On Mon, Mar 15, 2010 at 06:43:06PM -0500, Anthony Liguori wrote:
> I knew someone would do this...
>
> This really gets down to your definition of "safe" behaviour.  As it  
> stands, if you suffer a power outage, it may lead to guest corruption.
>
> While we are correct in advertising a write-cache, write-caches are  
> volatile and should a drive lose power, it could lead to data  
> corruption.  Enterprise disks tend to have battery backed write caches  
> to prevent this.
>
> In the set up you're emulating, the host is acting as a giant write  
> cache.  Should your host fail, you can get data corruption.
>
> cache=writethrough provides a much stronger data guarantee.  Even in the  
> event of a host failure, data integrity will be preserved.

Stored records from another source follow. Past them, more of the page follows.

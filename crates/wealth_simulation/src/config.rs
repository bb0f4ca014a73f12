//! Simulation configuration.
//!
//! [`SimulationConfig`] is built with a validating builder or deserialised
//! from TOML; every field has a default. Validation runs before any
//! simulation work, so a bad configuration never produces partial output.

use crate::costs::CostModel;
use crate::error::ConfigurationError;
use crate::fees::FeeSchedule;
use crate::liquidity::LiquidityPolicy;
use crate::rebalance::RebalancePolicy;
use crate::tax::TaxPolicy;
use chrono::NaiveDate;
use serde::{Deserialize, Serialize};
use std::collections::BTreeMap;
use wealth_core::types::AssetId;
use wealth_models::behaviour::BiasToggles;
use wealth_optimiser::constraints::ConstraintSet;
use wealth_optimiser::strategy::{StrategyKind, StrategySelector};

/// Maximum number of scenarios per client.
pub const MAX_SCENARIOS: usize = 1_000_000;

/// Maximum number of periods per path.
pub const MAX_PERIODS: usize = 1_200;

/// Maximum number of clients per batch.
pub const MAX_CLIENTS: usize = 100_000;

/// Supported period lengths.
pub const SUPPORTED_PERIODS_PER_YEAR: [usize; 6] = [1, 2, 4, 12, 52, 252];

fn default_start_date() -> NaiveDate {
    NaiveDate::from_ymd_opt(2025, 1, 1).unwrap_or_default()
}

/// Parameters of a simulation run.
///
/// # Examples
///
/// ```rust
/// use wealth_simulation::config::SimulationConfig;
/// use wealth_simulation::rebalance::RebalancePolicy;
///
/// let config = SimulationConfig::builder()
///     .num_scenarios(500)
///     .num_periods(24)
///     .rebalance(RebalancePolicy::DriftTriggered { threshold: 0.05 })
///     .random_seed(7)
///     .build()
///     .expect("valid configuration");
///
/// assert_eq!(config.num_scenarios, 500);
/// assert_eq!(config.confidence_levels, vec![0.95, 0.99]);
/// ```
#[derive(Clone, Debug, PartialEq, Serialize, Deserialize)]
#[serde(default)]
pub struct SimulationConfig {
    /// Largest number of clients taken from a batch; every client when unset
    pub num_clients: Option<usize>,
    /// Periods per path
    pub num_periods: usize,
    /// Scenarios per client
    pub num_scenarios: usize,
    /// Periods per year (12 for monthly)
    pub periods_per_year: usize,
    /// Rebalance trigger
    pub rebalance: RebalancePolicy,
    /// Optimiser strategy selection
    pub strategy: StrategySelector,
    /// Optimiser constraints
    pub constraints: ConstraintSet,
    /// VaR/CVaR confidence levels
    pub confidence_levels: Vec<f64>,
    /// Base seed of every scenario RNG
    pub random_seed: u64,
    /// Trading cost model
    pub costs: CostModel,
    /// Management and performance fees
    pub fees: FeeSchedule,
    /// Capital-gains tax
    pub tax: TaxPolicy,
    /// Cash buffer and forced-sale terms
    pub liquidity: LiquidityPolicy,
    /// Annual return on cash balances
    pub cash_rate: f64,
    /// Behavioural policy switches
    pub biases: BiasToggles,
    /// Valuation date of period 0
    #[serde(default = "default_start_date")]
    pub start_date: NaiveDate,
    /// Periods of history visible to loss aversion
    pub lookback_periods: usize,
    /// Peer-group allocation used by herding; tolerance-5 onboarding mix when unset
    pub consensus_allocation: Option<BTreeMap<AssetId, f64>>,
}

impl Default for SimulationConfig {
    fn default() -> Self {
        Self {
            num_clients: None,
            num_periods: 12,
            num_scenarios: 1_000,
            periods_per_year: 12,
            rebalance: RebalancePolicy::default(),
            strategy: StrategySelector::default(),
            constraints: ConstraintSet::default(),
            confidence_levels: vec![0.95, 0.99],
            random_seed: 42,
            costs: CostModel::default(),
            fees: FeeSchedule::default(),
            tax: TaxPolicy::default(),
            liquidity: LiquidityPolicy::default(),
            cash_rate: 0.0,
            biases: BiasToggles::default(),
            start_date: default_start_date(),
            lookback_periods: 12,
            consensus_allocation: None,
        }
    }
}

impl SimulationConfig {
    /// Creates a builder starting from the defaults.
    #[inline]
    pub fn builder() -> SimulationConfigBuilder {
        SimulationConfigBuilder::default()
    }

    /// Validates the configuration.
    ///
    /// # Errors
    ///
    /// Returns the first `ConfigurationError` found.
    pub fn validate(&self) -> Result<(), ConfigurationError> {
        if let Some(n) = self.num_clients {
            if n == 0 || n > MAX_CLIENTS {
                return Err(ConfigurationError::InvalidClientCount(n));
            }
        }
        if self.num_periods == 0 || self.num_periods > MAX_PERIODS {
            return Err(ConfigurationError::InvalidPeriodCount(self.num_periods));
        }
        if self.num_scenarios == 0 || self.num_scenarios > MAX_SCENARIOS {
            return Err(ConfigurationError::InvalidScenarioCount(self.num_scenarios));
        }
        if !SUPPORTED_PERIODS_PER_YEAR.contains(&self.periods_per_year) {
            return Err(ConfigurationError::InvalidPeriodsPerYear(self.periods_per_year));
        }
        if self.confidence_levels.is_empty() {
            return Err(ConfigurationError::invalid(
                "confidence_levels",
                "at least one level is required",
            ));
        }
        if let Some(&level) = self
            .confidence_levels
            .iter()
            .find(|c| !(**c > 0.0 && **c < 1.0))
        {
            return Err(ConfigurationError::InvalidConfidenceLevel(level));
        }
        self.rebalance
            .validate()
            .map_err(|reason| ConfigurationError::invalid("rebalance", reason))?;
        self.constraints.validate()?;
        self.costs
            .validate()
            .map_err(|reason| ConfigurationError::invalid("costs", reason))?;
        self.fees
            .validate()
            .map_err(|reason| ConfigurationError::invalid("fees", reason))?;
        self.tax
            .validate()
            .map_err(|reason| ConfigurationError::invalid("tax", reason))?;
        self.liquidity
            .validate()
            .map_err(|reason| ConfigurationError::invalid("liquidity", reason))?;
        if !self.cash_rate.is_finite() || self.cash_rate <= -1.0 {
            return Err(ConfigurationError::invalid(
                "cash_rate",
                "must be finite and above -100%",
            ));
        }
        if let Some(consensus) = &self.consensus_allocation {
            let total: f64 = consensus.values().sum();
            if consensus.values().any(|w| !(*w >= 0.0)) || (total - 1.0).abs() > 1e-6 {
                return Err(ConfigurationError::invalid(
                    "consensus_allocation",
                    "weights must be non-negative and sum to 1",
                ));
            }
        }
        Ok(())
    }

    /// Months between valuation dates, when periods are whole months.
    pub fn months_per_period(&self) -> Option<u32> {
        (12 % self.periods_per_year == 0).then(|| (12 / self.periods_per_year) as u32)
    }
}

/// Builder for [`SimulationConfig`].
#[derive(Clone, Debug, Default)]
pub struct SimulationConfigBuilder {
    config: SimulationConfig,
}

impl SimulationConfigBuilder {
    /// Caps the number of clients taken from a batch.
    #[inline]
    pub fn num_clients(mut self, n: usize) -> Self {
        self.config.num_clients = Some(n);
        self
    }

    /// Sets the number of periods per path.
    #[inline]
    pub fn num_periods(mut self, n: usize) -> Self {
        self.config.num_periods = n;
        self
    }

    /// Sets the number of scenarios per client.
    #[inline]
    pub fn num_scenarios(mut self, n: usize) -> Self {
        self.config.num_scenarios = n;
        self
    }

    /// Sets the number of periods per year.
    #[inline]
    pub fn periods_per_year(mut self, n: usize) -> Self {
        self.config.periods_per_year = n;
        self
    }

    /// Sets the rebalance trigger.
    #[inline]
    pub fn rebalance(mut self, policy: RebalancePolicy) -> Self {
        self.config.rebalance = policy;
        self
    }

    /// Uses `strategy` for every client.
    #[inline]
    pub fn strategy(mut self, strategy: StrategyKind) -> Self {
        self.config.strategy = StrategySelector::new(strategy);
        self
    }

    /// Sets the strategy selector.
    #[inline]
    pub fn strategy_selector(mut self, selector: StrategySelector) -> Self {
        self.config.strategy = selector;
        self
    }

    /// Sets the optimiser constraints.
    #[inline]
    pub fn constraints(mut self, constraints: ConstraintSet) -> Self {
        self.config.constraints = constraints;
        self
    }

    /// Sets the VaR confidence levels.
    #[inline]
    pub fn confidence_levels(mut self, levels: Vec<f64>) -> Self {
        self.config.confidence_levels = levels;
        self
    }

    /// Sets the base seed.
    #[inline]
    pub fn random_seed(mut self, seed: u64) -> Self {
        self.config.random_seed = seed;
        self
    }

    /// Sets the trading cost model.
    #[inline]
    pub fn costs(mut self, costs: CostModel) -> Self {
        self.config.costs = costs;
        self
    }

    /// Sets the fee schedule.
    #[inline]
    pub fn fees(mut self, fees: FeeSchedule) -> Self {
        self.config.fees = fees;
        self
    }

    /// Sets the tax policy.
    #[inline]
    pub fn tax(mut self, tax: TaxPolicy) -> Self {
        self.config.tax = tax;
        self
    }

    /// Sets the liquidity policy.
    #[inline]
    pub fn liquidity(mut self, liquidity: LiquidityPolicy) -> Self {
        self.config.liquidity = liquidity;
        self
    }

    /// Disables costs, fees and tax.
    pub fn frictionless(mut self) -> Self {
        self.config.costs = CostModel::zero();
        self.config.fees = FeeSchedule::none();
        self.config.tax = TaxPolicy::exempt();
        self
    }

    /// Sets the annual return on cash.
    #[inline]
    pub fn cash_rate(mut self, rate: f64) -> Self {
        self.config.cash_rate = rate;
        self
    }

    /// Sets the behavioural policy switches.
    #[inline]
    pub fn biases(mut self, toggles: BiasToggles) -> Self {
        self.config.biases = toggles;
        self
    }

    /// Sets the valuation date of period 0.
    #[inline]
    pub fn start_date(mut self, date: NaiveDate) -> Self {
        self.config.start_date = date;
        self
    }

    /// Sets the loss-aversion lookback.
    #[inline]
    pub fn lookback_periods(mut self, n: usize) -> Self {
        self.config.lookback_periods = n;
        self
    }

    /// Sets the peer-group allocation used by herding.
    pub fn consensus_allocation(mut self, allocation: BTreeMap<AssetId, f64>) -> Self {
        self.config.consensus_allocation = Some(allocation);
        self
    }

    /// Validates and returns the configuration.
    ///
    /// # Errors
    ///
    /// Returns `ConfigurationError` if any parameter is out of range.
    pub fn build(self) -> Result<SimulationConfig, ConfigurationError> {
        self.config.validate()?;
        Ok(self.config)
    }
}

Actually cache=writeback is as safe as any normal host is with a
volatile disk cache, except that in this case the disk cache is
actually a lot larger.  With a properly implemented filesystem this
will never cause corruption.  You will lose recent updates after
the last sync/fsync/etc up to the size of the cache, but filesystem
metadata should never be corrupted, and data that has been forced to
disk using fsync/O_SYNC should never be lost either.  If it is that's
a bug somewhere in the stack, but in my powerfail testing we never did
so using xfs or ext3/4 after I fixed up the fsync code in the latter
two.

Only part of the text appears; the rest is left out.